A São Martinho (SMTO3) informou o encerramento do período de moagem da safra 2025/26 (12M26) em 10/12/2025, com 21,67 milhões de toneladas de cana processadas, ATR médio de 139,4 kg/t e ATR total produzido de 3.020,7 mil t. Segundo a companhia, os números ficaram em linha com o guidance atualizado. O mix refletiu as condições de mercado, com 51% do ATR destinado ao etanol e 49% ao açúcar, preservando a flexibilidade comercial. O comunicado ressalta que o anúncio cobre apenas a operação agrícola de cana; as unidades de etanol de milho e de energia elétrica seguem operando, conforme planejado.
Este encerramento consolida a reprogramação de safra e a disciplina de capital iniciadas na revisão do guidance da safra 2025/26, com ATR de 3.027,5 mil t e capex de R$ 2,8 bi. À luz daquele plano, o realizado indica moagem ligeiramente menor (21,67 mi t vs 22,0 mi t projetadas), parcialmente compensada por ATR médio superior (139,4 kg/t vs 137,6 kg/t), mantendo o ATR total praticamente em linha. O mix alcooleiro de 51% reforça a leitura de preços relativos e a estratégia de preservar margem via flexibilidade operacional, enquanto os projetos foram reescalonados para otimizar manutenção e tratos culturais.
Essa execução também valida o sinal dado nos resultados do 2T26 e na revisão do guidance 12M26, quando a companhia previu manter o mix 49% açúcar/51% etanol, estimou 22,0 mi t de cana e projetou o encerramento das unidades de SP até 20/11. Embora o prazo de fechamento total do ciclo agrícola tenha se estendido até 10/12, a convergência dos volumes e do ATR ao intervalo indicado sugere controle do impacto climático via ajustes de cronograma, hedge de açúcar e disciplina de custos, além de continuidade das operações de milho e energia para suavizar a sazonalidade.
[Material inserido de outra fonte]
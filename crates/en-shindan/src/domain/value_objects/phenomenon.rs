//! Phenomenon (自然現象) - The twelve natural phenomena

use serde::{Deserialize, Serialize};

/// One of the twelve natural phenomena of the 60-way classification
#[derive(Debug, Clone, Copy, PartialEq, Eq, Hash, Serialize, Deserialize)]
pub enum Phenomenon {
    #[serde(rename = "春霞")]
    Harugasumi,
    #[serde(rename = "夏雨")]
    Natsuame,
    #[serde(rename = "彩雲")]
    Saiun,
    #[serde(rename = "朝日")]
    Asahi,
    #[serde(rename = "夕陽")]
    Yuhi,
    #[serde(rename = "秋風")]
    Akikaze,
    #[serde(rename = "冬陽")]
    Fuyuhi,
    #[serde(rename = "朧月")]
    Oborozuki,
    #[serde(rename = "霜夜")]
    Shimoya,
    #[serde(rename = "氷刃")]
    Hyojin,
    #[serde(rename = "春雷")]
    Shunrai,
    #[serde(rename = "豊穣")]
    Houjo,
}

impl Phenomenon {
    /// All phenomena, indexed by their day-count residue (0-11)
    pub const ALL: [Phenomenon; 12] = [
        Phenomenon::Harugasumi,
        Phenomenon::Natsuame,
        Phenomenon::Saiun,
        Phenomenon::Asahi,
        Phenomenon::Yuhi,
        Phenomenon::Akikaze,
        Phenomenon::Fuyuhi,
        Phenomenon::Oborozuki,
        Phenomenon::Shimoya,
        Phenomenon::Hyojin,
        Phenomenon::Shunrai,
        Phenomenon::Houjo,
    ];

    /// Phenomenon at a cyclic index (wraps modulo 12)
    pub fn from_index(index: usize) -> Self {
        Self::ALL[index % Self::ALL.len()]
    }

    pub fn index(self) -> usize {
        self as usize
    }

    /// Position on the twelve-position wheel (1-12)
    pub fn position(self) -> u8 {
        self as u8 + 1
    }

    /// Kanji name
    pub fn name(self) -> &'static str {
        match self {
            Phenomenon::Harugasumi => "春霞",
            Phenomenon::Natsuame => "夏雨",
            Phenomenon::Saiun => "彩雲",
            Phenomenon::Asahi => "朝日",
            Phenomenon::Yuhi => "夕陽",
            Phenomenon::Akikaze => "秋風",
            Phenomenon::Fuyuhi => "冬陽",
            Phenomenon::Oborozuki => "朧月",
            Phenomenon::Shimoya => "霜夜",
            Phenomenon::Hyojin => "氷刃",
            Phenomenon::Shunrai => "春雷",
            Phenomenon::Houjo => "豊穣",
        }
    }

    /// Romanized key used in result page file names
    pub fn key(self) -> &'static str {
        match self {
            Phenomenon::Harugasumi => "harugasumi",
            Phenomenon::Natsuame => "natsuame",
            Phenomenon::Saiun => "saiun",
            Phenomenon::Asahi => "asahi",
            Phenomenon::Yuhi => "yuhi",
            Phenomenon::Akikaze => "akikaze",
            Phenomenon::Fuyuhi => "fuyuhi",
            Phenomenon::Oborozuki => "oborozuki",
            Phenomenon::Shimoya => "shimoya",
            Phenomenon::Hyojin => "hyojin",
            Phenomenon::Shunrai => "shunrai",
            Phenomenon::Houjo => "houjo",
        }
    }
}

impl std::fmt::Display for Phenomenon {
    fn fmt(&self, f: &mut std::fmt::Formatter<'_>) -> std::fmt::Result {
        write!(f, "{}", self.name())
    }
}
Do lado financeiro, o fechamento da safra ocorre com a estrutura de capital reforçada pela 8ª emissão de debêntures incentivadas aprovada em 10/11, que alongou e diversificou o funding sob a Lei 12.431. Esse movimento se alinha ao reescalonamento de capex e à preservação de liquidez para a transição entre safras, amparando a continuidade das plantas de etanol de milho e a venda de energia no período de entressafra, além de sustentar a preparação da safra 2026/27.